- 281 Okunma
- 1 Yorum
- 0 Beğeni
Bizim Memlekette Her Şeyin Kitabı Yazılır da Ama Kimse Okumaz
En kolay şeydir bizim memlekette kitap yazmak. Sanal ya da gerçek kitap yazmayan yoktur. Bizim yazanlarımızın öyle pek okumak gibi bir dertleri yoktur. Zaman zaman delikanlılığın kitabını yazanlar çıkar. Zaman zaman futbolun ya da başka başka sporların kitabını yazanlar çıkar. Sorarsanız ’’Ben delikanlılığın kitabını yazdım.’’ der size de, ’’Ondan önce sen kaç kitap okudun?’’ diye sorsanız cevap veremez, susar kalır...
Bakalım şimdi bu kitap yazanlar ile bir araya gelip konuşalım, sohbet edelim ayak üstü, ne kitapları yazmışlar, yazacaklar öğrenelim...
- Merhaba beyefendi siz de kitap yazmışsınız?
- Yazdım yazdım hem de çok önemli bir kitap.
- Nedir efendim?
- Efendim ben Delikanlılığın Kitabını yazdım.

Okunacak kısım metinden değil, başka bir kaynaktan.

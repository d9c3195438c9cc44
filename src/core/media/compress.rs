//! Size-budget parameter search
//!
//! Pure and I/O free: callers hand in an encoder closure and get back the
//! best candidate.

/// Inclusive range of encoder parameters walked by [`search_parameter`]
#[derive(Debug, Clone, Copy, PartialEq, Eq)]
pub struct ParameterSweep {
    /// First parameter tried
    pub start: i32,
    /// Added after every attempt; negative for quality, positive for effort
    pub step: i32,
    /// Last parameter that may be tried
    pub bound: i32,
}

impl ParameterSweep {
    /// JPEG quality from 95 down to 10
    pub const JPEG_QUALITY: Self = Self {
        start: 95,
        step: -5,
        bound: 10,
    };

    /// PNG effort from fast (0) to best (2)
    pub const PNG_EFFORT: Self = Self {
        start: 0,
        step: 1,
        bound: 2,
    };

    /// Parameters in the order they are tried
    ///
    /// A zero step yields `start` once.
    pub fn values(self) -> impl Iterator<Item = i32> {
        let mut next = Some(self.start);
        std::iter::from_fn(move || {
            let current = next?;
            let in_range = match self.step.signum() {
                -1 => current >= self.bound,
                1 => current <= self.bound,
                _ => true,
            };
            if !in_range {
                return None;
            }
            next = if self.step == 0 {
                None
            } else {
                current.checked_add(self.step)
            };
            Some(current)
        })
    }
}

/// Re-encodes until a candidate fits in `threshold` bytes
///
/// `original` is returned untouched when it already fits. Otherwise the
/// sweep is walked in order and stops at the first candidate at or under the
/// threshold. If none fits, the smallest candidate seen (original included)
/// is returned; running out of range is not an error.
///
/// # Examples
///
/// ```
/// use issue_mirror::core::media::compress::{search_parameter, ParameterSweep};
///
/// let original = vec![0u8; 1000];
/// let best = search_parameter(original, ParameterSweep::JPEG_QUALITY, 400, |quality| {
///     Ok::<_, std::convert::Infallible>(vec![0u8; quality as usize * 5])
/// })
/// .unwrap();
/// assert_eq!(best.len(), 400);
/// ```
pub fn search_parameter<F, E>(
    original: Vec<u8>,
    sweep: ParameterSweep,
    threshold: u64,
    mut encode: F,
) -> Result<Vec<u8>, E>
where
    F: FnMut(i32) -> Result<Vec<u8>, E>,
{
    if original.len() as u64 <= threshold {
        return Ok(original);
    }

    let mut best = original;
    for param in sweep.values() {
        let candidate = encode(param)?;
        let fits = candidate.len() as u64 <= threshold;

        tracing::trace!(param, size = candidate.len(), threshold, "Compression attempt");

        if candidate.len() < best.len() {
            best = candidate;
        }
        if fits {
            break;
        }
    }

    Ok(best)
}

#[cfg(test)]
mod tests {
    use super::*;
    use std::convert::Infallible;

    #[test]
    fn test_sweep_values_descending() {
        let values: Vec<i32> = ParameterSweep::JPEG_QUALITY.values().collect();
        assert_eq!(values.first(), Some(&95));
        assert_eq!(values.last(), Some(&10));
        assert_eq!(values.len(), 18);
    }

    #[test]
    fn test_sweep_values_ascending() {
        let values: Vec<i32> = ParameterSweep::PNG_EFFORT.values().collect();
        assert_eq!(values, vec![0, 1, 2]);
    }

    #[test]
    fn test_sweep_values_step_overshoots_bound() {
        let sweep = ParameterSweep {
            start: 10,
            step: -4,
            bound: 1,
        };
        assert_eq!(sweep.values().collect::<Vec<_>>(), vec![10, 6, 2]);
    }

    #[test]
    fn test_sweep_zero_step_yields_start_once() {
        let sweep = ParameterSweep {
            start: 5,
            step: 0,
            bound: 0,
        };
        assert_eq!(sweep.values().collect::<Vec<_>>(), vec![5]);
    }

    #[test]
    fn test_sweep_start_outside_bound_is_empty() {
        let sweep = ParameterSweep {
            start: 5,
            step: -1,
            bound: 10,
        };
        assert_eq!(sweep.values().count(), 0);
    }

    #[test]
    fn test_original_under_threshold_is_not_reencoded() {
        let mut calls = 0;
        let result = search_parameter(vec![1u8; 10], ParameterSweep::JPEG_QUALITY, 10, |_| {
            calls += 1;
            Ok::<_, Infallible>(vec![])
        })
        .unwrap();
        assert_eq!(result.len(), 10);
        assert_eq!(calls, 0);
    }

    #[test]
    fn test_stops_at_first_fitting_candidate() {
        let mut tried = Vec::new();
        let result = search_parameter(vec![0u8; 2000], ParameterSweep::JPEG_QUALITY, 700, |q| {
            tried.push(q);
            Ok::<_, Infallible>(vec![0u8; q as usize * 10])
        })
        .unwrap();
        assert_eq!(result.len(), 700);
        assert_eq!(tried, vec![95, 90, 85, 80, 75, 70]);
    }

    #[test]
    fn test_strictly_decreasing_encoder_terminates_within_range() {
        let sweep = ParameterSweep::JPEG_QUALITY;
        let range_len = sweep.values().count();
        let mut calls = 0;
        let result = search_parameter(vec![0u8; 5000], sweep, 150, |q| {
            calls += 1;
            Ok::<_, Infallible>(vec![0u8; q as usize * 10])
        })
        .unwrap();
        assert!(result.len() as u64 <= 150);
        assert!(calls <= range_len);
    }

    #[test]
    fn test_unreachable_threshold_returns_smallest() {
        let mut calls = 0;
        let result = search_parameter(vec![0u8; 5000], ParameterSweep::JPEG_QUALITY, 1, |q| {
            calls += 1;
            Ok::<_, Infallible>(vec![0u8; q as usize * 10])
        })
        .unwrap();
        assert_eq!(result.len(), 100);
        assert_eq!(calls, 18);
    }

    #[test]
    fn test_larger_candidates_keep_original() {
        let result = search_parameter(vec![0u8; 50], ParameterSweep::PNG_EFFORT, 10, |_| {
            Ok::<_, Infallible>(vec![0u8; 80])
        })
        .unwrap();
        assert_eq!(result.len(), 50);
    }

    #[test]
    fn test_encoder_error_propagates() {
        let result = search_parameter(vec![0u8; 50], ParameterSweep::PNG_EFFORT, 10, |_| {
            Err::<Vec<u8>, _>("encoder failed")
        });
        assert_eq!(result, Err("encoder failed"));
    }
}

- O daha önce yazılmamış mıydı?
- Olsun ben de yazdım, hem benim ki değişik.
- Öyle diyorsunuz.
- Benimki altı cilt, yedinci cildi de yazmaya devam ediyorum.
- Bir delikanlılık için yedi cilt kitap vallahi muhteşemsiniz...
- Öyleyimdir...
- Bir delikanlı olarak size soralım. Zor mudur delikanlı olmak?
- Kimine zor kimine kolay.
- Nasıl yani?
- Canım alın okuyun işte şimdi ben ne desem boş size...
Şimdi de futbolun kitabını yazan bir beyefendi ile sohbetimiz olacak...
- Beyefendi siz de futbolun kitabını yazmışsınız?
- Yazdım yazdım benimki de var yirmi otuz cilt...
- Oooo bayağı da çokmuş cilt sayısı...
- Sadece birinci ciltte sağ ayakla topa nasıl vurulur onu anlattım...
- Sol ayağı da başka bir ciltte anlatmışsınızdır?
- Aynen öyle...
- Bir kafa vuruşunun beş yüz seksenaltı çeşidi var.
- Deme be var mı o kadar?
- Onu da başka bir ciltte anlattım...
- Resmen Meydan Larus’dan bile fazla...
- Herhalde yani yazan kim?
- Kim ki hakikaten?
- Dalga mı geçiyorsun benim işte. Hicabi Fasikül...
- Zaten soy adınızdan da belli imiş Sayın Fasikül kitap yazacağınız...
- Benim dedemin dedesi de yazarmış.
- O zaman kağıt var mıymış?
- Deve derilerine keçi derilerine yazarlarmış canım...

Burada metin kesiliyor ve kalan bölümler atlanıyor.